About this task: In the data below, count how many lines contain "root" and give that number by itself.

(Records excerpted from a collection)
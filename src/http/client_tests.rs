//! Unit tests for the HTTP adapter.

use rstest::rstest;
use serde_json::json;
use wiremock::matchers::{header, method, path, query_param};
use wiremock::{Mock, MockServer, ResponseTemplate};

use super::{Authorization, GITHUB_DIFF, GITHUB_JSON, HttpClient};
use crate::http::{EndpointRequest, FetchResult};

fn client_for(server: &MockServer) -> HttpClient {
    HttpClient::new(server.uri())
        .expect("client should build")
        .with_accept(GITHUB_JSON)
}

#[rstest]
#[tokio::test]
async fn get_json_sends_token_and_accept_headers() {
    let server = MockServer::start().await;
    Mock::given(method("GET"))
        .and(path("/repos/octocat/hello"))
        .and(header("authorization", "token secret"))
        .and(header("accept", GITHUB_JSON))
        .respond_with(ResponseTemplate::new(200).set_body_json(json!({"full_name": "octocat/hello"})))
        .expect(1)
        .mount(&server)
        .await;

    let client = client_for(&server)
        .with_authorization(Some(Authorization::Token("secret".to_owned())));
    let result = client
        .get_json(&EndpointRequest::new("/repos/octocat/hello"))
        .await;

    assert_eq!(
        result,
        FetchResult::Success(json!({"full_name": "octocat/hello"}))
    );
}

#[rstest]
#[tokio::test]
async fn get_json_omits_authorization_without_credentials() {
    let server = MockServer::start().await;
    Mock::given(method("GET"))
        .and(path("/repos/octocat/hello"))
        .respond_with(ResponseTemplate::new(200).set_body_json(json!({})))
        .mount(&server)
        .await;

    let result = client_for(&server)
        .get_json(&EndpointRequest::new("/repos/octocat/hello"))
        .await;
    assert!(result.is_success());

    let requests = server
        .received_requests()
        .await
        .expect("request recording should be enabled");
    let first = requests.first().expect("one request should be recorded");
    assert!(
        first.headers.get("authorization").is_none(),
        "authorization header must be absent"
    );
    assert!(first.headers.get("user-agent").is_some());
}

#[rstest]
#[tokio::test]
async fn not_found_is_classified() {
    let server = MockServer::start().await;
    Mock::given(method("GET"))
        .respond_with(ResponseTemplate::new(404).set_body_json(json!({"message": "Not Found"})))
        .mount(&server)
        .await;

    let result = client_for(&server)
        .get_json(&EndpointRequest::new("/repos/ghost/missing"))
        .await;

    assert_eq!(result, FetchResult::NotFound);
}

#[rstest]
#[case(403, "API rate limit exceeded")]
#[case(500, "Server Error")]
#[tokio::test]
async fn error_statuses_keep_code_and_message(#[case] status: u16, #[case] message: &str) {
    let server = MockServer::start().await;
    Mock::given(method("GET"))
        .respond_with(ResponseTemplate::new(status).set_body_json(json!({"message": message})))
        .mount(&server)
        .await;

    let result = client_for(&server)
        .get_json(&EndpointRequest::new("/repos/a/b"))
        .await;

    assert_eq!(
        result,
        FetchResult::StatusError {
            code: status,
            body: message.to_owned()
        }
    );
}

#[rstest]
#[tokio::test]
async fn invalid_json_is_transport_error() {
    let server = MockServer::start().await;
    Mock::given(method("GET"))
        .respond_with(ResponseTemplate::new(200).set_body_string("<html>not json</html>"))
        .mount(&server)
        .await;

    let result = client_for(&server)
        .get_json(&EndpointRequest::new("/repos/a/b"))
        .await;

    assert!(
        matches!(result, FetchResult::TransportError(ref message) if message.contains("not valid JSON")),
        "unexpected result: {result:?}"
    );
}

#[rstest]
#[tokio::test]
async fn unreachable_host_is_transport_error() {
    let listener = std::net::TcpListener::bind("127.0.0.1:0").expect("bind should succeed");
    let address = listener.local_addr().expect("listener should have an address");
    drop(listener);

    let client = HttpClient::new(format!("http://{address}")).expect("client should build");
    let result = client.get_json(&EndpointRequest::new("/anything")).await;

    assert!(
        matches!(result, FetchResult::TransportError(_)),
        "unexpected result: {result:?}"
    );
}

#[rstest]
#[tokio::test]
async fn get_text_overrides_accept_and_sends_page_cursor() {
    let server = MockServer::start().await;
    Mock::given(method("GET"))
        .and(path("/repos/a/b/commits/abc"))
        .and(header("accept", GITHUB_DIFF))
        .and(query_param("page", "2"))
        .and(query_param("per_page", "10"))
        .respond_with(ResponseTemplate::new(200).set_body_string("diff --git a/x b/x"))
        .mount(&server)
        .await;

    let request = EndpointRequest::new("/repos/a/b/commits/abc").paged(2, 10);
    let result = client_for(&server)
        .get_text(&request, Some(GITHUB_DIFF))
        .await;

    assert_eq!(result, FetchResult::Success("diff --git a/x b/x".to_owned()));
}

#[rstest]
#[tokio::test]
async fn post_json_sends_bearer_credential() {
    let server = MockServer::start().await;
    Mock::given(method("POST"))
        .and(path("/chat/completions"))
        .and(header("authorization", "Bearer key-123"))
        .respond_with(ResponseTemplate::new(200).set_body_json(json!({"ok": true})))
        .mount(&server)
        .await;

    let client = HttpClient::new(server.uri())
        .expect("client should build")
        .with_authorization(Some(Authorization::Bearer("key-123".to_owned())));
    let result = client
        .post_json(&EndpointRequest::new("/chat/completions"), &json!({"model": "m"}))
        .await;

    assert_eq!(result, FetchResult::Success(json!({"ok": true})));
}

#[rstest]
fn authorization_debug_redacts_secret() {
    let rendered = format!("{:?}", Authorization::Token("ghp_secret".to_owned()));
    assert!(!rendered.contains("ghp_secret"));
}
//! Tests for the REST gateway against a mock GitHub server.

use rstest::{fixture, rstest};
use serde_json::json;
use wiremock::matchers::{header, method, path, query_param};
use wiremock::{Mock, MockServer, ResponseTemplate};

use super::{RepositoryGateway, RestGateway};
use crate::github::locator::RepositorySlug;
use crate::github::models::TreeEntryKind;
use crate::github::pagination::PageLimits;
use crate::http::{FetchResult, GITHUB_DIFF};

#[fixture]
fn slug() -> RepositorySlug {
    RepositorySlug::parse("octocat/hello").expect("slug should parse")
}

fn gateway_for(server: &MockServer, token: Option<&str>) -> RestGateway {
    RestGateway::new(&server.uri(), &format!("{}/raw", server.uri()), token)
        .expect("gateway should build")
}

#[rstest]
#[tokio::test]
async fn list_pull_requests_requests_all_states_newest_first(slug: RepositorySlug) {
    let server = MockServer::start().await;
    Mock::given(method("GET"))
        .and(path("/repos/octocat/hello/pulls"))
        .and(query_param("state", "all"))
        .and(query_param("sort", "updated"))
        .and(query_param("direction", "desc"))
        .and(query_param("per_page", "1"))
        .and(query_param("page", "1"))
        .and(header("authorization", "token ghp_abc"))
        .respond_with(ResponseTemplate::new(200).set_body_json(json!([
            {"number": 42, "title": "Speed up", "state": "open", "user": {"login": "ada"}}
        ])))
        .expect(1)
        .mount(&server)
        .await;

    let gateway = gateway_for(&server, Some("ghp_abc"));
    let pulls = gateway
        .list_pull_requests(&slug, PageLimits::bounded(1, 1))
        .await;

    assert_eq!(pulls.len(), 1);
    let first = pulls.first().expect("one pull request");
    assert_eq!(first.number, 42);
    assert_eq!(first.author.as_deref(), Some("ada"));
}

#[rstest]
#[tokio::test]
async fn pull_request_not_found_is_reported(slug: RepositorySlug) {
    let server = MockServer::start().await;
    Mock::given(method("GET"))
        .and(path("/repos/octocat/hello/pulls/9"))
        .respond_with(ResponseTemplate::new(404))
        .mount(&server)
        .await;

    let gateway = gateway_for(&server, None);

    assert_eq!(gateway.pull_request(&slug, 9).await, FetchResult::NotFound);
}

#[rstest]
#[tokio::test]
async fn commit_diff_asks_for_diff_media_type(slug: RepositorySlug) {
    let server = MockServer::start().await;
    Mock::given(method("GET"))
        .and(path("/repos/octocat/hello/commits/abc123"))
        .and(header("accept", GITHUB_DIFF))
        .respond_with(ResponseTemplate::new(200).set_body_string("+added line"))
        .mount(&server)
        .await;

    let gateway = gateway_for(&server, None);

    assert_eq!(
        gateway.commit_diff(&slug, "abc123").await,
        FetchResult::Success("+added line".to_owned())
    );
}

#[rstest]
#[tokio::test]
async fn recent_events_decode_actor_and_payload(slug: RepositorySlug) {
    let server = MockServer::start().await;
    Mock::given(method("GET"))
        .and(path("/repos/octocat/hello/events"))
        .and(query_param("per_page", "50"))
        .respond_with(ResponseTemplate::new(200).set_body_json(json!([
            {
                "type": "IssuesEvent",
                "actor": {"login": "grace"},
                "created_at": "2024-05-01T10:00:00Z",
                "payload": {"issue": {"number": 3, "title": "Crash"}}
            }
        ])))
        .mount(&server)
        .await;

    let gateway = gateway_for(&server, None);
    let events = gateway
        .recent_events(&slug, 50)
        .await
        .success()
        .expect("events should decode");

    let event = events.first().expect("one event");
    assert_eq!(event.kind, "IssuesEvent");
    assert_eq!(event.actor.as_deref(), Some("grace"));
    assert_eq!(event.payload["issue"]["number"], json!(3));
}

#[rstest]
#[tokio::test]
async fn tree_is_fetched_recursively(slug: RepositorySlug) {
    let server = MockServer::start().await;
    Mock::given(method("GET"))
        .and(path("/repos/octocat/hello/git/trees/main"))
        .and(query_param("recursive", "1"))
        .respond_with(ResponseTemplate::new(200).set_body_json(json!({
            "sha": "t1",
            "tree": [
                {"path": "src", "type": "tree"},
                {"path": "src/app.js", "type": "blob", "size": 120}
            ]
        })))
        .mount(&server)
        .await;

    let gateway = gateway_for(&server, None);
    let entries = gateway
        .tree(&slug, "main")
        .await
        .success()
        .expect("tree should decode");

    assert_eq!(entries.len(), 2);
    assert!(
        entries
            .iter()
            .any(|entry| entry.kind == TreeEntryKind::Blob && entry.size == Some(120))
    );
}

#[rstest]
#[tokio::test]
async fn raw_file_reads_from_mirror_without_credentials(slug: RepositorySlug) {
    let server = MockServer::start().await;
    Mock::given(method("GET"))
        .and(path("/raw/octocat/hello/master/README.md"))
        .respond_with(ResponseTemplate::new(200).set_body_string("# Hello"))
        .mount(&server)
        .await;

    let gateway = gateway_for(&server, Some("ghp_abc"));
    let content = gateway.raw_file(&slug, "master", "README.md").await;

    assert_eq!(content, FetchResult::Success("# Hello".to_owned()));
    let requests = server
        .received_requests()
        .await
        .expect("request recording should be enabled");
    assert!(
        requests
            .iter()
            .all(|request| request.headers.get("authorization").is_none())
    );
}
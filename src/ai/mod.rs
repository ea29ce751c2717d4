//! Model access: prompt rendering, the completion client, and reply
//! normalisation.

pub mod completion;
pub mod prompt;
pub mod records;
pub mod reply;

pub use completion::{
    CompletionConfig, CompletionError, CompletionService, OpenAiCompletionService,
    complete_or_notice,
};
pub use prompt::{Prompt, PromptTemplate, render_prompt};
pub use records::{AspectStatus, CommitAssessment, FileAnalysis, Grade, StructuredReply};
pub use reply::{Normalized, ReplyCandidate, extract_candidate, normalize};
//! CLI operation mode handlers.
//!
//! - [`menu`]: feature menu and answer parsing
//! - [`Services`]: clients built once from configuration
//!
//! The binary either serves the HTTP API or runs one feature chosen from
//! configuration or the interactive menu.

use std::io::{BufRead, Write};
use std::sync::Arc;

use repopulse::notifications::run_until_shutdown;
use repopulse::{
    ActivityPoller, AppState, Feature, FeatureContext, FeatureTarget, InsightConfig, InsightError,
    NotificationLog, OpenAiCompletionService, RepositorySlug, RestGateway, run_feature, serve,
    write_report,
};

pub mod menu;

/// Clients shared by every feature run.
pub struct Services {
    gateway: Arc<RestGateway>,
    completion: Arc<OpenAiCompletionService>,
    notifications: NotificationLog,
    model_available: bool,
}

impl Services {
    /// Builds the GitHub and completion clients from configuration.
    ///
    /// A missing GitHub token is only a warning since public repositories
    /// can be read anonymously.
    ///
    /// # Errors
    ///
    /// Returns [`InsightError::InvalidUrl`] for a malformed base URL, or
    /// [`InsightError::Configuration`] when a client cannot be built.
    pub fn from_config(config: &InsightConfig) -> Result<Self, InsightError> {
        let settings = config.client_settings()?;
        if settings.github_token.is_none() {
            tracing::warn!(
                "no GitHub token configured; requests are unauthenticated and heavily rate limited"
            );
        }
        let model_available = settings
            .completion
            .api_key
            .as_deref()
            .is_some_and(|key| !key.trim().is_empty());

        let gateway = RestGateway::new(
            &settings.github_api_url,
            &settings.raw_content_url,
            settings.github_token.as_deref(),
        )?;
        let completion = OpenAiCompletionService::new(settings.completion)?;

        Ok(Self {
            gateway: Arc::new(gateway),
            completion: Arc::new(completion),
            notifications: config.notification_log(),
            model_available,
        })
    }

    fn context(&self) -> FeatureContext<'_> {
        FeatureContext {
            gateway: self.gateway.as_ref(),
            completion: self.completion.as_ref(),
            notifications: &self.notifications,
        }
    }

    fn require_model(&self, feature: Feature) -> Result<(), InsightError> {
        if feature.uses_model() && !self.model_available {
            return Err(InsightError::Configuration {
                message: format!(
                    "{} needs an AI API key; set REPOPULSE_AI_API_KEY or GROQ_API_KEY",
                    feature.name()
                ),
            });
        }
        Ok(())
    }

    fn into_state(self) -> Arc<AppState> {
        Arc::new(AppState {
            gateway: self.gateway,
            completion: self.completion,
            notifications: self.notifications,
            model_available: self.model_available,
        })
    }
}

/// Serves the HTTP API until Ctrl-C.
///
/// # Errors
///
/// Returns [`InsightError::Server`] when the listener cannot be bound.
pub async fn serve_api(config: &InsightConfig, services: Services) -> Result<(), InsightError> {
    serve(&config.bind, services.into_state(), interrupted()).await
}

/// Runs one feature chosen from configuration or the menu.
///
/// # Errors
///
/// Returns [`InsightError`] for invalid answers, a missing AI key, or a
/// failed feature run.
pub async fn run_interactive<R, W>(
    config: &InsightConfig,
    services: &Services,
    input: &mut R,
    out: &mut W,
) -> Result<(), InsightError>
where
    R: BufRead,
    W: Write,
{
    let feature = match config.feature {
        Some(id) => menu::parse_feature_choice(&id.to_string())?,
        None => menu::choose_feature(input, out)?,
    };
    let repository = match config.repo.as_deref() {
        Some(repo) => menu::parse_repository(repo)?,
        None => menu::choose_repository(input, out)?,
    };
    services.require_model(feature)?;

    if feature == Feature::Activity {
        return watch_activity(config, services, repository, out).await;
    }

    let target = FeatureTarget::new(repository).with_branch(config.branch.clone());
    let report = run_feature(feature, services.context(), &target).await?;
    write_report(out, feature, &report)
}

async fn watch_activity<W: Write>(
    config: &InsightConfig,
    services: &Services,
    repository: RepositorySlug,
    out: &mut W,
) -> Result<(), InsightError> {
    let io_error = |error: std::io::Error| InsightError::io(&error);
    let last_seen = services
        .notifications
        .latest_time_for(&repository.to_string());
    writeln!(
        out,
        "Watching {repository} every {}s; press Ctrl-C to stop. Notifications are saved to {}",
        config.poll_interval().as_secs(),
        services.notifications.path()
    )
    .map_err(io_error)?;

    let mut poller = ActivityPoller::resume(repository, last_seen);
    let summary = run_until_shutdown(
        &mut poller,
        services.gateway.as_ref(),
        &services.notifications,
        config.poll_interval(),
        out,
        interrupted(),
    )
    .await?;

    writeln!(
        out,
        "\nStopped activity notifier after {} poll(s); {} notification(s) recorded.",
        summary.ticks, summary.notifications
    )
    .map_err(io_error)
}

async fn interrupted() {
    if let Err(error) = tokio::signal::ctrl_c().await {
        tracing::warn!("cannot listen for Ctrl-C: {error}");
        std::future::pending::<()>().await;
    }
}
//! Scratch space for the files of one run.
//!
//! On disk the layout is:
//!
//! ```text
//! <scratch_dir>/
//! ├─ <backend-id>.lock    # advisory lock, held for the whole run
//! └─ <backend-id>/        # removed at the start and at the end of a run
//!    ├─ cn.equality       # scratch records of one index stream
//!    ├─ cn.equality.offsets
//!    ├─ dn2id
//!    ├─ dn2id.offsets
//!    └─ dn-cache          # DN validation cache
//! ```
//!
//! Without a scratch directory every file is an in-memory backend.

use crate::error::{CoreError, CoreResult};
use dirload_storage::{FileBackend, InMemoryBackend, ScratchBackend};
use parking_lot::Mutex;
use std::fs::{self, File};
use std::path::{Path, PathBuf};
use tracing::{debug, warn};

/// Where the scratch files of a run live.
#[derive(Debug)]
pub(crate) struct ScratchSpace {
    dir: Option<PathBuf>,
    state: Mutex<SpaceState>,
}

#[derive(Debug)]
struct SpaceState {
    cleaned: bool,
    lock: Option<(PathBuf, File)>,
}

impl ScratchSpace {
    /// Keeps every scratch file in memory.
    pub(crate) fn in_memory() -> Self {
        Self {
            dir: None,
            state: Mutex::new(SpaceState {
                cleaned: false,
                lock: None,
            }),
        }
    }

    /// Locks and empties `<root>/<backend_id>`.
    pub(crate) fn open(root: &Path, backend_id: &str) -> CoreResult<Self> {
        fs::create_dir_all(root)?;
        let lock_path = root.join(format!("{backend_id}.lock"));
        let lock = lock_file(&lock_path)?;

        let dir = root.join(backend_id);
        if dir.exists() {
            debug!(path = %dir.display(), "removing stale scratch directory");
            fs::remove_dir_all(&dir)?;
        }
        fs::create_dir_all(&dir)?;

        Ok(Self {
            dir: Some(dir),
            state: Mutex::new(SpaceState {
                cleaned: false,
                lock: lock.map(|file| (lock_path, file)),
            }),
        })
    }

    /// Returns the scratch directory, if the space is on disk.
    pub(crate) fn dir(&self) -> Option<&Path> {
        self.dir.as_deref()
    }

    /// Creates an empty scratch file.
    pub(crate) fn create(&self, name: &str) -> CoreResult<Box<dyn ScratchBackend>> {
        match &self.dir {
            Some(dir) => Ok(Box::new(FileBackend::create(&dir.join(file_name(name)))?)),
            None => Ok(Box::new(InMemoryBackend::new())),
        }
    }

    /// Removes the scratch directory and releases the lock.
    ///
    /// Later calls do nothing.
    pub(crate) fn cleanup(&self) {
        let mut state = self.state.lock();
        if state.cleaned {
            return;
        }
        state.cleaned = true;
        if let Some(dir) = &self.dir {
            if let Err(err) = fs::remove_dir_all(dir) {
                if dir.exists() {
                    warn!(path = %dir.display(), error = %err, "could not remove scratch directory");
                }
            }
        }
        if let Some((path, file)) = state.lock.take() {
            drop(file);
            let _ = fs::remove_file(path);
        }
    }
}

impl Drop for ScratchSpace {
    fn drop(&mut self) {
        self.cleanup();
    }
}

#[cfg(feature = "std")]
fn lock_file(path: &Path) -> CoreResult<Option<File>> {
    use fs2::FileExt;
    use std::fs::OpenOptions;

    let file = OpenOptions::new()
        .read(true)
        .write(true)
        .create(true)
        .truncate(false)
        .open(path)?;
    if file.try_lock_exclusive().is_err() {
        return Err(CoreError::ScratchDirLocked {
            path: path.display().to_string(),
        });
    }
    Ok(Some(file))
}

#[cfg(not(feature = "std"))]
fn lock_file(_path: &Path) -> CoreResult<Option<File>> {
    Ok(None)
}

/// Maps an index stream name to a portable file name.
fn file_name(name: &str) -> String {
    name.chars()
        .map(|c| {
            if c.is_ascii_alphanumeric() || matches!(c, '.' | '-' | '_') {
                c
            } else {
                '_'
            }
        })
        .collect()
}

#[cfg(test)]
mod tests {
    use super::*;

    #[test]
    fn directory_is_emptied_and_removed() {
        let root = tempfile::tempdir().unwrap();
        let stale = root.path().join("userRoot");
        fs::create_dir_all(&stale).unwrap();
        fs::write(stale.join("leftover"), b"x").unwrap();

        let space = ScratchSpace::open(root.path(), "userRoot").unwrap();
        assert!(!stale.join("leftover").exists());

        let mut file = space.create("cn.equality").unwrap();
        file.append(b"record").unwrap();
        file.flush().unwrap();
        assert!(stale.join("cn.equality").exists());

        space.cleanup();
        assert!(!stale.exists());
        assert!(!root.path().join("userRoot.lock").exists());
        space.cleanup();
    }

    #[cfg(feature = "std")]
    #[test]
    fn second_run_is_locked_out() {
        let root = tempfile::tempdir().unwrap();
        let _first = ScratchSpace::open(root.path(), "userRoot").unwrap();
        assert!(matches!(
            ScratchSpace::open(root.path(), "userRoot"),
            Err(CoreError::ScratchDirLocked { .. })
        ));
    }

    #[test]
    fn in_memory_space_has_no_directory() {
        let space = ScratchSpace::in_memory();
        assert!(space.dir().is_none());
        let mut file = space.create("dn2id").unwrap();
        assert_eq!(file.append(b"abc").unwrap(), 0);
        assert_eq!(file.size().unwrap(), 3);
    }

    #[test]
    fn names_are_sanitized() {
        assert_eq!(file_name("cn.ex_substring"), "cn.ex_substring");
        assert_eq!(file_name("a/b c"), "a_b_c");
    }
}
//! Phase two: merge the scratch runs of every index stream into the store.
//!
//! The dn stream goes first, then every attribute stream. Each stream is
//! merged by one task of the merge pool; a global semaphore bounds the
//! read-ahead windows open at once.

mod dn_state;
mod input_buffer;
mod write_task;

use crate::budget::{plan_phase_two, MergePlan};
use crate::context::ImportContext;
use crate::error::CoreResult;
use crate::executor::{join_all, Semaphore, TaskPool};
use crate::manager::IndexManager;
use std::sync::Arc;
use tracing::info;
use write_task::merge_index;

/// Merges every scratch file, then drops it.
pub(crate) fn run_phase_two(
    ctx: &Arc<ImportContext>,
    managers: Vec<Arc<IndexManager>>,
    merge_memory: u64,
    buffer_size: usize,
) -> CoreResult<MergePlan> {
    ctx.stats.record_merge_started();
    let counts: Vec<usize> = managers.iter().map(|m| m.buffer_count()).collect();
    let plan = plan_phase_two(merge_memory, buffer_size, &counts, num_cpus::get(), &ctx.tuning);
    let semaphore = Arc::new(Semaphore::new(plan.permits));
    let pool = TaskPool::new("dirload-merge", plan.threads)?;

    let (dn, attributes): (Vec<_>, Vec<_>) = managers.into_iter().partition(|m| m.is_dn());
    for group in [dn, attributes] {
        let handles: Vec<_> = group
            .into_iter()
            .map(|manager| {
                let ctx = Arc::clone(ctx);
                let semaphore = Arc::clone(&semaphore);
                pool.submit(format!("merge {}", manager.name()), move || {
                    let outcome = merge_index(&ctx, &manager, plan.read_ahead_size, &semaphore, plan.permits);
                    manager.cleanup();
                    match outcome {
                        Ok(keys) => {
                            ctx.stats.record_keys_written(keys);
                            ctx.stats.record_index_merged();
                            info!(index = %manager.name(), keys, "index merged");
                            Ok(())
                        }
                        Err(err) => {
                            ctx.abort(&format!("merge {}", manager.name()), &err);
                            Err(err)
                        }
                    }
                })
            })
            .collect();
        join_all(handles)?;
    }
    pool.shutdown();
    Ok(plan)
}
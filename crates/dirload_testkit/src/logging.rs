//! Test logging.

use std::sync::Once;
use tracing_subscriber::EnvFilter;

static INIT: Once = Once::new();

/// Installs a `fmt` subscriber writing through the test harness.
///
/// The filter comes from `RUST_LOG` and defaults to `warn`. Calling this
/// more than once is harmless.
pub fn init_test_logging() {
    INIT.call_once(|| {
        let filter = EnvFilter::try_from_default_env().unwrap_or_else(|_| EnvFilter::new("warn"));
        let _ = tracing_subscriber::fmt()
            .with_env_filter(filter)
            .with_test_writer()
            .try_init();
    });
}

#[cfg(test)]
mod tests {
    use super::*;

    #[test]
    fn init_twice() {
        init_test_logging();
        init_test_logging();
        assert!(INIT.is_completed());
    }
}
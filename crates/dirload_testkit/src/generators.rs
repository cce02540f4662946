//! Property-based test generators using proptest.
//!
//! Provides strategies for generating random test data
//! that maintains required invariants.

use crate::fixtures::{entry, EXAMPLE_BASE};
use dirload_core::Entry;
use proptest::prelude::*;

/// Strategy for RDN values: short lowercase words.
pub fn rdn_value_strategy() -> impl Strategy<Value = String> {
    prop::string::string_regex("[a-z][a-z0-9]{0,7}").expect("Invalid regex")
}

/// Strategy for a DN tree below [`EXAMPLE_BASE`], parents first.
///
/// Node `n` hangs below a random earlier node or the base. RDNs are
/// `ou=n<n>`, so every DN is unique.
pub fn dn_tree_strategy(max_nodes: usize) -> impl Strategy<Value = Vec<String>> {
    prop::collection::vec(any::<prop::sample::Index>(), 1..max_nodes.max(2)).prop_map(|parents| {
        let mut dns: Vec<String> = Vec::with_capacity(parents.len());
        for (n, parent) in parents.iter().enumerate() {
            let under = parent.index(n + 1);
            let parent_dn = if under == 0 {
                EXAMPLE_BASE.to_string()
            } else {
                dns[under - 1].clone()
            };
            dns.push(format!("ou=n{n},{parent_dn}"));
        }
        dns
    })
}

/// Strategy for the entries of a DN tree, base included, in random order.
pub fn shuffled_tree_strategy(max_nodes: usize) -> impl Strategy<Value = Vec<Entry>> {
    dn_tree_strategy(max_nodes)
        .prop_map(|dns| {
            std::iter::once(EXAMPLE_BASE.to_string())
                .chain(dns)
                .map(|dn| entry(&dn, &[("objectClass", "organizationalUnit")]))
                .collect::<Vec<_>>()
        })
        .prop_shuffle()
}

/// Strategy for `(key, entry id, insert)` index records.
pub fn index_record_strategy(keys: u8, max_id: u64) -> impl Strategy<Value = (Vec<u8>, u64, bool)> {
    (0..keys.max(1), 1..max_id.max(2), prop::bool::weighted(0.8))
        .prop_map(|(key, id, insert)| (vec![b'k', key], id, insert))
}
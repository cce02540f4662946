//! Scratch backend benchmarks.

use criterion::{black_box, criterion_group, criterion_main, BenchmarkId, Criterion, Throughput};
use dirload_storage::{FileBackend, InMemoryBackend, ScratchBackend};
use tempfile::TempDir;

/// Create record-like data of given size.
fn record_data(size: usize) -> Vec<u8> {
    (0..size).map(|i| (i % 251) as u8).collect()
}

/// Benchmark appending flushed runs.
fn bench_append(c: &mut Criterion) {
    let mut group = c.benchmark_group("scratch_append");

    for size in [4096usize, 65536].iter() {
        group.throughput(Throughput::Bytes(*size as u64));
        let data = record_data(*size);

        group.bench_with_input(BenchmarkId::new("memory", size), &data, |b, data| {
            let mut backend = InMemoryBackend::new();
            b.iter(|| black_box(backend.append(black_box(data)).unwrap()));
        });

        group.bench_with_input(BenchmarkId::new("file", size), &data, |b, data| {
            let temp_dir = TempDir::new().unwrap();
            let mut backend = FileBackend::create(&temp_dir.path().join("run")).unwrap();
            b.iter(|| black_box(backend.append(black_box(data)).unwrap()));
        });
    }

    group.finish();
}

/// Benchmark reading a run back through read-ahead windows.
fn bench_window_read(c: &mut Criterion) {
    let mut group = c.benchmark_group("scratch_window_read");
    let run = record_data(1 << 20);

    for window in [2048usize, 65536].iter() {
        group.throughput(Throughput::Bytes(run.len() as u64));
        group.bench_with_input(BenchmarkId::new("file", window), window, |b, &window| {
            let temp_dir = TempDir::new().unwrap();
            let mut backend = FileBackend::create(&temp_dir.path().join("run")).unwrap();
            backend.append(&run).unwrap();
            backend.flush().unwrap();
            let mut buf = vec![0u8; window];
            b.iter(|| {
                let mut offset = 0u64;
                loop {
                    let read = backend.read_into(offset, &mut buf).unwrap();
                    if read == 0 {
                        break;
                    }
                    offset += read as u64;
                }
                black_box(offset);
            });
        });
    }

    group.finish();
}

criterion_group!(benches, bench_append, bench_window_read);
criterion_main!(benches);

Answer to this task: 12